Milk-testing lab in limbo

Uduma spinning mill, Kasaragod medical college in need of urgent intervention

In yet another instance of perpetual and stagnated development initiatives typical to this northern most district The Regional Milk Testing Laboratory at Kumbla here, inaugurated over a year ago to check the quality of milk procured from various places, is yet to become operational.

The functioning of the laboratory, housed in a three-storey building complex at Naikappu, was stalled after a senior official in the rank of Deputy Director of the Dairy Development Department, hailing from a southern district and whose presence is a must to supervise the day-to-day operation of the laboratory, managed to secure a stay from court against the appointment.

Appointment

The stalemate has affected the posting of a clerk and a lab assistant to oversee the running of the unit, installed with expensive electronic gadgets, sources said. The fate of the laboratory, set up to test the quality of outsourced milk, apart from the milk processed by Milma’s Kasaragod Dairy at Anandashram in Kanhangad, continues to remain uncertain. Sources said the authorities should take steps to appoint a senior official in the new financial year. The District Planning Committee could play a positive role in resolving the issue, they feel.

The district regional laboratory was formally inaugurated by Minister for Animal Husbandry K. Raju here on March 24 last year. The laboratary was imperative in the light of additional quantities of milk in pouches flooding the northern border areas of the district with no mechanism in place to check the quality of the milk supplied by private firms.

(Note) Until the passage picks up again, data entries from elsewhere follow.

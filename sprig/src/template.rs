//! Template rendering.

use std::collections::HashMap;
use std::path::{Component, Path, PathBuf};
use std::sync::{PoisonError, RwLock};

use serde_json::Value;

use crate::error::{Error, Result};

/// A template engine the response can render through.
pub trait Templates: Send + Sync {
    fn render(&self, name: &str, data: &Value) -> Result<String>;
}

/// Minimal engine substituting `{{ key }}` and `{{ a.b }}` placeholders.
///
/// Templates registered with [`SimpleTemplates::add`] take precedence over
/// files under the template directory. Missing keys render as nothing.
pub struct SimpleTemplates {
    dir: PathBuf,
    inline: RwLock<HashMap<String, String>>,
}

impl SimpleTemplates {
    pub fn new(dir: impl Into<PathBuf>) -> Self {
        Self {
            dir: dir.into(),
            inline: RwLock::new(HashMap::new()),
        }
    }

    pub fn dir(&self) -> &Path {
        &self.dir
    }

    pub fn add(&self, name: impl Into<String>, source: impl Into<String>) {
        self.inline
            .write()
            .unwrap_or_else(PoisonError::into_inner)
            .insert(name.into(), source.into());
    }

    fn source(&self, name: &str) -> Result<String> {
        if let Some(source) = self
            .inline
            .read()
            .unwrap_or_else(PoisonError::into_inner)
            .get(name)
        {
            return Ok(source.clone());
        }
        if !is_relative_name(name) {
            return Err(Error::Template(format!("refusing template path {:?}", name)));
        }
        let path = self.dir.join(name);
        std::fs::read_to_string(&path)
            .map_err(|e| Error::Template(format!("cannot read {}: {}", path.display(), e)))
    }
}

/// Only plain relative names stay under the template directory: no root,
/// drive prefix, `..`, or backslash separators.
fn is_relative_name(name: &str) -> bool {
    !name.is_empty()
        && !name.contains('\\')
        && Path::new(name)
            .components()
            .all(|c| matches!(c, Component::Normal(_)))
}

fn lookup<'a>(data: &'a Value, key: &str) -> Option<&'a Value> {
    key.split('.').try_fold(data, |value, part| match value {
        Value::Object(map) => map.get(part),
        Value::Array(items) => part.parse::<usize>().ok().and_then(|i| items.get(i)),
        _ => None,
    })
}

fn stringify(value: &Value) -> String {
    match value {
        Value::Null => String::new(),
        Value::String(s) => s.clone(),
        other => other.to_string(),
    }
}

/// Substitute every `{{ key }}` in `source` from `data`.
pub fn substitute(source: &str, data: &Value) -> Result<String> {
    let mut out = String::with_capacity(source.len());
    let mut rest = source;

    while let Some(start) = rest.find("{{") {
        out.push_str(&rest[..start]);
        let after = &rest[start + 2..];
        let end = after
            .find("}}")
            .ok_or_else(|| Error::Template("unterminated `{{`".to_string()))?;
        let key = after[..end].trim();
        if let Some(value) = lookup(data, key) {
            out.push_str(&stringify(value));
        }
        rest = &after[end + 2..];
    }
    out.push_str(rest);
    Ok(out)
}

impl Templates for SimpleTemplates {
    fn render(&self, name: &str, data: &Value) -> Result<String> {
        substitute(&self.source(name)?, data)
    }
}
//! Owner of the one application instance.

use std::sync::{Arc, OnceLock};

use crate::app::{App, Options};
use crate::error::{Error, Result};

/// Holds at most one [`App`] for its whole lifetime.
///
/// The process-wide holder behind the free keyword functions is
/// [`Holder::global`]; local holders give isolated applications.
pub struct Holder {
    app: OnceLock<Arc<App>>,
}

static GLOBAL: Holder = Holder::new();

impl Holder {
    pub const fn new() -> Self {
        Self {
            app: OnceLock::new(),
        }
    }

    pub fn global() -> &'static Holder {
        &GLOBAL
    }

    /// Construct the application. A second call fails.
    pub fn initialize(&self, options: Options, base: &str) -> Result<Arc<App>> {
        if self.app.get().is_some() {
            return Err(Error::AlreadyInitialized);
        }
        let app = Arc::new(App::new(options, base));
        self.app
            .set(app.clone())
            .map_err(|_| Error::AlreadyInitialized)?;
        tracing::info!(base = %base, "Application initialized");
        Ok(app)
    }

    /// The live application.
    pub fn current(&self) -> Result<Arc<App>> {
        self.app.get().cloned().ok_or(Error::Uninitialized)
    }

    pub fn is_initialized(&self) -> bool {
        self.app.get().is_some()
    }
}

impl Default for Holder {
    fn default() -> Self {
        Self::new()
    }
}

Tardy implementation of development initiatives seems to be the lot of the district. The public sector Uduma Spinning Mill has not produced even a metre of yarn ever since the unit was inaugurated way back in 2011.

Even though serious steps were taken to revive the mill, equipped with costly imported machinery, after the LDF government came to power in May 2016, the momentum was lost after the then Industries Minister E.P. Jayarajan resigned from the post. The mill could not be revived despite the State earmarking over ₹8 crore to operationalise it.

The proposed Kasaragod government medical college at Badiadka is in limbo though the work formally began in November 2013. Work on two academic blocks have neared completion while the crucial hospital block work is yet to begin, with the State attributing the stalemate to fund crunch.